(Assignment)
Find each line below where the word "registry" occurs, and copy it.

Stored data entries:
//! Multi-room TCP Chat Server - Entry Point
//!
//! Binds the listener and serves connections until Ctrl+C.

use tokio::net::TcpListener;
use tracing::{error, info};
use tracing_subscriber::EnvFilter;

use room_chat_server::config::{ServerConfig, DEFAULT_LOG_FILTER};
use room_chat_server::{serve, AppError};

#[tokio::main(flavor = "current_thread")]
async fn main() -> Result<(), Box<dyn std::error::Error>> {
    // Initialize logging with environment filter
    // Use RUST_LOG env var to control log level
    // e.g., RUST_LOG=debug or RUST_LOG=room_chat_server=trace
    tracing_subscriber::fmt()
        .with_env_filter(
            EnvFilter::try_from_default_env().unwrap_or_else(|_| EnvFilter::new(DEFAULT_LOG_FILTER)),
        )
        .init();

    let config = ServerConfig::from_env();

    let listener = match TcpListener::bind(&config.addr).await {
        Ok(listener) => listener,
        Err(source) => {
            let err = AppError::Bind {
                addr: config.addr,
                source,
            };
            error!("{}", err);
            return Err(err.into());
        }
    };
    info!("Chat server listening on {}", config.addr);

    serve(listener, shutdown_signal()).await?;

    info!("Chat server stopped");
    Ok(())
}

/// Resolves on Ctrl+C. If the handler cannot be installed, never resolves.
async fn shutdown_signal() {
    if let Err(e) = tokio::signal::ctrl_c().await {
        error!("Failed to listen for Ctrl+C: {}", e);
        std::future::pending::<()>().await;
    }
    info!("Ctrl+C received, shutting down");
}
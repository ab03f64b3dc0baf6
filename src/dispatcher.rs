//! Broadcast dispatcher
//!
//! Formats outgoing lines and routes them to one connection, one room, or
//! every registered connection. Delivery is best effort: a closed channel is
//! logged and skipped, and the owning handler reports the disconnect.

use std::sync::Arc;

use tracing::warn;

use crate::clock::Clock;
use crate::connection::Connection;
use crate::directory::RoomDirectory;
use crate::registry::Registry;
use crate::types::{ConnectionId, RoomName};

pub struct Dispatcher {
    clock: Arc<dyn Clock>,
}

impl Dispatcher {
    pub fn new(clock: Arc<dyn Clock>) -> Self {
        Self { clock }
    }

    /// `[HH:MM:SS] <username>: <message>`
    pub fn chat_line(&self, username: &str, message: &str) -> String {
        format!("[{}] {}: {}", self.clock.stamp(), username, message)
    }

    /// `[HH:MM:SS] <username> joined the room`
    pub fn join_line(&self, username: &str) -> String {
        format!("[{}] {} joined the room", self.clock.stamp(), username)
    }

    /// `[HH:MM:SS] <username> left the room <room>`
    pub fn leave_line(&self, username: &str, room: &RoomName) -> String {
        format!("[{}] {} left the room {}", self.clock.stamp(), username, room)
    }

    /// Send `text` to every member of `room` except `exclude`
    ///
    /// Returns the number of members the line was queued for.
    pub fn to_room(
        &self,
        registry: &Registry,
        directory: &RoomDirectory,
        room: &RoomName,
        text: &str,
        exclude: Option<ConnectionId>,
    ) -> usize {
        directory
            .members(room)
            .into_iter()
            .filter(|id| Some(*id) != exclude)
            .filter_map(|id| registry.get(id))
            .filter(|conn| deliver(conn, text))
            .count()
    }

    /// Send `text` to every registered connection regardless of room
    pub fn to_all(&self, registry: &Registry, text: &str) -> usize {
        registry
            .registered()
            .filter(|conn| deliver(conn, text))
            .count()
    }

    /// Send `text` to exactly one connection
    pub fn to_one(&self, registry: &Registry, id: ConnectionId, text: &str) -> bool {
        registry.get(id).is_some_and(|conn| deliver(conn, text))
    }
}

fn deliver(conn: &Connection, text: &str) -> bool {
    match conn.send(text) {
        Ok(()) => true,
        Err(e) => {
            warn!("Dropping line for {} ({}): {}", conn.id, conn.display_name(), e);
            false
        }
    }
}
--
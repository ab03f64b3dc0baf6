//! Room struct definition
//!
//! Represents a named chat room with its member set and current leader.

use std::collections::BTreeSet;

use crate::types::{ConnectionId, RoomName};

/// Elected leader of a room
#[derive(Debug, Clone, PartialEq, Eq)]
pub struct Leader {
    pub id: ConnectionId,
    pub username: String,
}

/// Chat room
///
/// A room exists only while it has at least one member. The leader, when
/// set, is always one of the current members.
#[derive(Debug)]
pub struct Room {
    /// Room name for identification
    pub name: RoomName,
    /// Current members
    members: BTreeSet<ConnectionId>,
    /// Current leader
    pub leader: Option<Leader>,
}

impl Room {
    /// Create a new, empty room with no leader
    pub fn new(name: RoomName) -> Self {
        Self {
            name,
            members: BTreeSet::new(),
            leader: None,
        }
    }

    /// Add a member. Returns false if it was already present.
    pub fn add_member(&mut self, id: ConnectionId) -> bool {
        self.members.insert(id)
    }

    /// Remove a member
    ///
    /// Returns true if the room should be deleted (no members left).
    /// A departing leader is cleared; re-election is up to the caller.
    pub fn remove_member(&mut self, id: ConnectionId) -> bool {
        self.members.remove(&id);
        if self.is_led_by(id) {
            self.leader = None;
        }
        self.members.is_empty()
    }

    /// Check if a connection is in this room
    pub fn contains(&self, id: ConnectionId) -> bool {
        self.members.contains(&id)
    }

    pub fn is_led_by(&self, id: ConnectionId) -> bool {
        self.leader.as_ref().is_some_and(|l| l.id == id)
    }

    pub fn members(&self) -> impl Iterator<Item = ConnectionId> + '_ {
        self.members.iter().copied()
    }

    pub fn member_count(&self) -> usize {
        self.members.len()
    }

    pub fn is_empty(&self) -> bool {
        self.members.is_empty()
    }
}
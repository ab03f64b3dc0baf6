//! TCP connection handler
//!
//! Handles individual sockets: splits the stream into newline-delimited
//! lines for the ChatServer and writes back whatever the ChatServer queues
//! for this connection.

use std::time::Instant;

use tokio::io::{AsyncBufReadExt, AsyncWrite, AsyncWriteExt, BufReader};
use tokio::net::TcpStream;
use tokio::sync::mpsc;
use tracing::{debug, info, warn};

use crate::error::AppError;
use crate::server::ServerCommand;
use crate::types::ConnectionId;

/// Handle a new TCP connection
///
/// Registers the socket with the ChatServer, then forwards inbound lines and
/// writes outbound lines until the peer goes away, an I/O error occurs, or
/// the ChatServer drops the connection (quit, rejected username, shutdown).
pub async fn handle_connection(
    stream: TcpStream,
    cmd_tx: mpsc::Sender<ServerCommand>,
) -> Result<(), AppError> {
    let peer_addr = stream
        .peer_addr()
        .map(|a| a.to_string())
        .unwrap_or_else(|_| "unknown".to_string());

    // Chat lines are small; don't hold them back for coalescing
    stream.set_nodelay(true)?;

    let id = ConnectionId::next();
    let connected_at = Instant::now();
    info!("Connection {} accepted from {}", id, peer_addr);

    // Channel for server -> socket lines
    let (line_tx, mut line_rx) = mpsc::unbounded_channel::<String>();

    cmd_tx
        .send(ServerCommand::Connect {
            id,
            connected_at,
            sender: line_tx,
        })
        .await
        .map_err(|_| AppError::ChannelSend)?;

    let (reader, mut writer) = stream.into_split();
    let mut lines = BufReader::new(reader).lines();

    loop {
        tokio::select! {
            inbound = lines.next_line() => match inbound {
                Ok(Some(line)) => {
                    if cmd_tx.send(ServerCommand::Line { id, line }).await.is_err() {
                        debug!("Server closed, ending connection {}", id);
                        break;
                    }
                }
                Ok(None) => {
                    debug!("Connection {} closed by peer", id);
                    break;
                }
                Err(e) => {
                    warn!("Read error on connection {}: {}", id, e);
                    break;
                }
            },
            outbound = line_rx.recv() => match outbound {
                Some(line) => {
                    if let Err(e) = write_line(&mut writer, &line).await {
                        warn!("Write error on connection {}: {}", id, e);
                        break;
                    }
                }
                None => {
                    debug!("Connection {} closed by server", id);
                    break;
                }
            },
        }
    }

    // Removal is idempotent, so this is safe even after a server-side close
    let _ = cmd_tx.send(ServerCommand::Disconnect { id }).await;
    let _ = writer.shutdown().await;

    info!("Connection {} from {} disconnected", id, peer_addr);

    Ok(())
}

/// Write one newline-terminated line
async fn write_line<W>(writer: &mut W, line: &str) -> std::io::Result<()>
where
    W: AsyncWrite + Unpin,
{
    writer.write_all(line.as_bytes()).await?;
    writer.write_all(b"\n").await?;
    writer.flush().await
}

(Your solution)
use crate::registry::Registry;
        registry: &Registry,
            .filter_map(|id| registry.get(id))
    pub fn to_all(&self, registry: &Registry, text: &str) -> usize {
        registry
    pub fn to_one(&self, registry: &Registry, id: ConnectionId, text: &str) -> bool {
        registry.get(id).is_some_and(|conn| deliver(conn, text))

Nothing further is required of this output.